Guest blog post by Katherine Arnup – life coach, speaker, and a retired Carleton University professor. Author of the award-winning book Education for Motherhood, a history of advice for mothers, she has pioneered studies on the diversity of family life. In her latest book, “I don’t have time for this!” A Compassionate Guide to Caring for Your Parents and Yourself, she tackles the last taboo—death itself.
Almost twenty years ago, my sister Carol died of cancer.
She was a gifted Special Education teacher, director of countless school musicals, and my big sister. In January 1997, 19 years after her first encounter with melanoma, her cancer returned with an unstoppable force. As part of a team of friends and family, I cared for her during her final six months: the saddest, most terrifying and most transformative experience of my life.
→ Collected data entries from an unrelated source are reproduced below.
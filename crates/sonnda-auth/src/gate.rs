//! Access control gate.
//!
//! Every request that touches patient data goes through two steps:
//!
//! 1. [`AccessGate::authenticate`] turns a bearer token into an
//!    [`ActorContext`].
//! 2. [`AccessGate::authorize`] checks the actor against the endpoint's
//!    required roles and, when a patient record is targeted, against record
//!    ownership and the authorization ledger.
//!
//! ADMIN actors bypass ownership and grant checks. PATIENT actors may only
//! reach their own record. DOCTOR actors reach their own record, or another
//! record with an approved, unexpired grant.

use std::sync::Arc;
use std::time::Duration;

use serde::Serialize;
use time::OffsetDateTime;

use crate::AuthResult;
use crate::audit::AuditLog;
use crate::config::AuthConfig;
use crate::error::AuthError;
use crate::ledger::AuthorizationLedger;
use crate::storage::{PatientDirectory, bounded};
use crate::token::{SessionClaims, TokenService};
use crate::types::{Grant, IdentityId, PatientId, Role};

/// Common role requirements.
pub mod roles {
    use crate::types::Role;

    /// Any authenticated actor.
    pub const ANY: &[Role] = &[];
    pub const ADMIN: &[Role] = &[Role::Admin];
    pub const DOCTOR: &[Role] = &[Role::Doctor];
    pub const PATIENT: &[Role] = &[Role::Patient];
    pub const DOCTOR_OR_ADMIN: &[Role] = &[Role::Doctor, Role::Admin];
    pub const PATIENT_OR_ADMIN: &[Role] = &[Role::Patient, Role::Admin];
}

/// The authenticated actor behind a request.
#[derive(Debug, Clone, PartialEq, Eq, Serialize)]
pub struct ActorContext {
    pub identity_id: IdentityId,
    pub email: String,
    pub role: Role,
    #[serde(with = "time::serde::rfc3339")]
    pub issued_at: OffsetDateTime,
    #[serde(with = "time::serde::rfc3339")]
    pub expires_at: OffsetDateTime,
}

impl ActorContext {
    #[must_use]
    pub fn is_admin(&self) -> bool {
        self.role == Role::Admin
    }

    /// Returns `true` if `required` is empty or contains the actor's role.
    #[must_use]
    pub fn has_any_role(&self, required: &[Role]) -> bool {
        required.is_empty() || required.contains(&self.role)
    }
}

impl From<SessionClaims> for ActorContext {
    fn from(claims: SessionClaims) -> Self {
        Self {
            identity_id: claims.identity_id(),
            issued_at: claims.issued_at(),
            expires_at: claims.expires_at(),
            email: claims.email,
            role: claims.role,
        }
    }
}

/// A change to a grant's workflow that needs permission.
#[derive(Debug, Clone, Copy, PartialEq, Eq)]
pub enum GrantAction {
    Approve,
    Revoke,
}

/// Authenticates and authorizes requests.
pub struct AccessGate {
    tokens: Arc<TokenService>,
    ledger: Arc<AuthorizationLedger>,
    patients: Arc<dyn PatientDirectory>,
    audit: AuditLog,
    store_timeout: Duration,
}

impl AccessGate {
    #[must_use]
    pub fn new(
        tokens: Arc<TokenService>,
        ledger: Arc<AuthorizationLedger>,
        patients: Arc<dyn PatientDirectory>,
        config: &AuthConfig,
    ) -> Self {
        Self {
            tokens,
            ledger,
            patients,
            audit: AuditLog::new(config.audit.clone()),
            store_timeout: config.storage.operation_timeout,
        }
    }

    #[must_use]
    pub fn ledger(&self) -> &AuthorizationLedger {
        &self.ledger
    }

    #[must_use]
    pub fn tokens(&self) -> &TokenService {
        &self.tokens
    }

    /// Verifies a raw session token.
    ///
    /// # Errors
    ///
    /// Returns `AuthError::Unauthenticated` for every verification failure.
    /// The specific reason is logged, not returned.
    pub fn authenticate(&self, raw_token: &str) -> AuthResult<ActorContext> {
        match self.tokens.verify(raw_token) {
            Ok(claims) => Ok(ActorContext::from(claims)),
            Err(e) => {
                self.audit.token_rejected(&e);
                Err(AuthError::unauthenticated("invalid or expired session token"))
            }
        }
    }

    /// Extracts the token from an `Authorization: Bearer <token>` header
    /// value and verifies it.
    ///
    /// # Errors
    ///
    /// Returns `AuthError::Unauthenticated` if the header is missing, is not
    /// a bearer header, or carries an invalid token.
    pub fn authenticate_header(&self, header: Option<&str>) -> AuthResult<ActorContext> {
        let header = header.ok_or_else(|| AuthError::unauthenticated("missing bearer token"))?;
        let token = header
            .strip_prefix("Bearer ")
            .map(str::trim)
            .filter(|t| !t.is_empty())
            .ok_or_else(|| AuthError::unauthenticated("missing bearer token"))?;
        self.authenticate(token)
    }

    /// Decides whether `actor` may perform an action requiring one of
    /// `required` roles, optionally on the `target` patient record.
    ///
    /// Read-only: never changes ledger state.
    ///
    /// # Errors
    ///
    /// Returns `AuthError::Forbidden` when access is denied, or a storage
    /// error if ownership or grants cannot be looked up.
    pub async fn authorize(
        &self,
        actor: &ActorContext,
        required: &[Role],
        target: Option<PatientId>,
    ) -> AuthResult<()> {
        if !actor.has_any_role(required) {
            return Err(self.deny(actor, target, "role not permitted"));
        }

        let Some(patient) = target else {
            self.audit.access_allowed(actor.identity_id, actor.role, None);
            return Ok(());
        };

        match actor.role {
            Role::Admin => {}
            Role::Patient => {
                if !self.owns(actor, patient).await? {
                    return Err(self.deny(actor, target, "not the record owner"));
                }
            }
            Role::Doctor => {
                if !self.owns(actor, patient).await? {
                    let current = self
                        .ledger
                        .current_grant(actor.identity_id, patient)
                        .await?;
                    if !current.is_some_and(|c| c.is_active()) {
                        return Err(self.deny(actor, target, "no approved grant"));
                    }
                }
            }
        }

        self.audit
            .access_allowed(actor.identity_id, actor.role, target);
        Ok(())
    }

    /// Decides whether `actor` may approve or revoke `grant`.
    ///
    /// - ADMIN may do either.
    /// - The owner of the patient record may do either.
    /// - The grantee may revoke (withdraw) its own grant.
    ///
    /// # Errors
    ///
    /// Returns `AuthError::Forbidden` when the actor has no say over the
    /// grant, or a storage error if ownership cannot be looked up.
    pub async fn authorize_grant_change(
        &self,
        actor: &ActorContext,
        grant: &Grant,
        action: GrantAction,
    ) -> AuthResult<()> {
        let target = Some(grant.patient);
        let allowed = actor.is_admin()
            || (action == GrantAction::Revoke && grant.grantee == actor.identity_id)
            || self.owns(actor, grant.patient).await?;

        if !allowed {
            return Err(self.deny(actor, target, "no authority over this grant"));
        }
        self.audit
            .access_allowed(actor.identity_id, actor.role, target);
        Ok(())
    }

    async fn owns(&self, actor: &ActorContext, patient: PatientId) -> AuthResult<bool> {
        let owner = bounded(
            self.store_timeout,
            "patient.owner_of",
            self.patients.owner_of(patient),
        )
        .await?;
        Ok(owner == Some(actor.identity_id))
    }

    fn deny(&self, actor: &ActorContext, target: Option<PatientId>, reason: &str) -> AuthError {
        self.audit
            .access_denied(actor.identity_id, actor.role, target, reason);
        AuthError::forbidden(reason)
    }
}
Shortly before her death, Carol quipped, “You’re going to be an expert at this by the time you’re done with me.”
“Maybe,” I protested, “but I don’t want to learn it from you!”
We both laughed, knowing that, of course, this was precisely what was happening. I had a lot of learning to do because, before my sister got sick, I was more terrified of death than you can imagine.
Caring for my sister as she was dying transformed me.
Four years after her death, I took the volunteer training course at a local residential hospice program. From the moment I entered the hospice, I knew that it was where I belonged. Week after week, I found myself talking to family members, caring for dying people, helping to teach others what my sister had taught me.
I was 47 when my sister died (she was 51). Though often scared that I might not be able to endure the situation, my love for her enabled me to face my own fear of cancer, illness – even death itself. In facing those fears which had both dominated and limited my life, I was able to bring comfort to hospice patients and their families, to friends and relatives facing their parents’ aging. And I was empowered to face my own parents’ final years when that time came.
Throughout my years of caregiving, including 14 years as a hospice volunteer, I have written about my experiences. That work culminated in the publication of my book on caring for our parents and ourselves.
The book provides a roadmap for the journey into aging, illness, and dying that we will all travel—ourselves and the people we love. With stories from my family, my coaching clients, and my years as a hospice volunteer, I encourage people to overcome their fears of aging and loss so they can show up for the challenges in their lives.
We will all go through this in our lives. Everyone has either already lost their parents or is going to at some point in their lives. That’s just a hard fact of life. And of course, each one of us will face our own death.
I want people to know that they’re not alone.
When you are faced with caring for someone you love, you feel as if you’re the only one. It’s a very difficult time, especially if you still have children at home. Hence the title of my book – “I don’t have time for this!” But you don’t have to do it all by yourself. Family members, friends, neighbours, and professionals are all able to ease our load if we are willing to reach out for help.
You can contact Katherine Arnup at firstname.lastname@example.org.
Yvonne Heath is a wife, mother to three amazing children and a nurse since 1988. She has worked in ten different hospitals in Ontario, New York, Louisiana and Texas, and has nursed in the emergency room, long term care, medical and surgical units, intensive care in chemotherapy and hospice. Yvonne has witnessed a great deal of suffering, pain and death phobia, and felt it in her own life. She is the author of Love Your Life to Death.
To those who want to live well…and die well.
What if we planned our lives well instead of just going through the motions? What if we planned our end of life—long before a diagnosis, long before we were dying? What if we learned about grief before the grief so that we could be better prepared for it? Imagine…
We have come a long way with palliative care and hospice, but have a long way to go. Many still cling to quantity of life at the expense of quality of life. Over the years, I have had many patients tell me they are ready to die but their families are not ready to let them go.
Death phobia causes excessive suffering for the dying individual and for those who are left behind to pick up the broken pieces. Parents often do not want to expose their children to death, creating death phobic adults in the future. How then, can we build resilience? How can we learn that our broken hearts will heal?
While I love being a nurse, I have always felt I also had another purpose – to help more people than I could reach in my day-to-day work. My mission now is to bring death out of the darkness and into our conversations, to help eliminate excessive suffering when grief and death do arrive.
When we learn to talk about and plan our life and death, something amazing happens. We live more fully and suffer less at the end of our lives. And so do our loved ones.
I am devoted to helping people learn to live well and die well, and to create compassionate communities. It takes a village to care for the ill, the caregiver, the dying and the bereaved. We need to take good care of each other, but we must start with taking care of ourselves.
I have learned from those who have grieved deeply, care for the dying, from patients and those who have a story to share. As an author and speaker, I share these beautiful stories, as well as my own experience.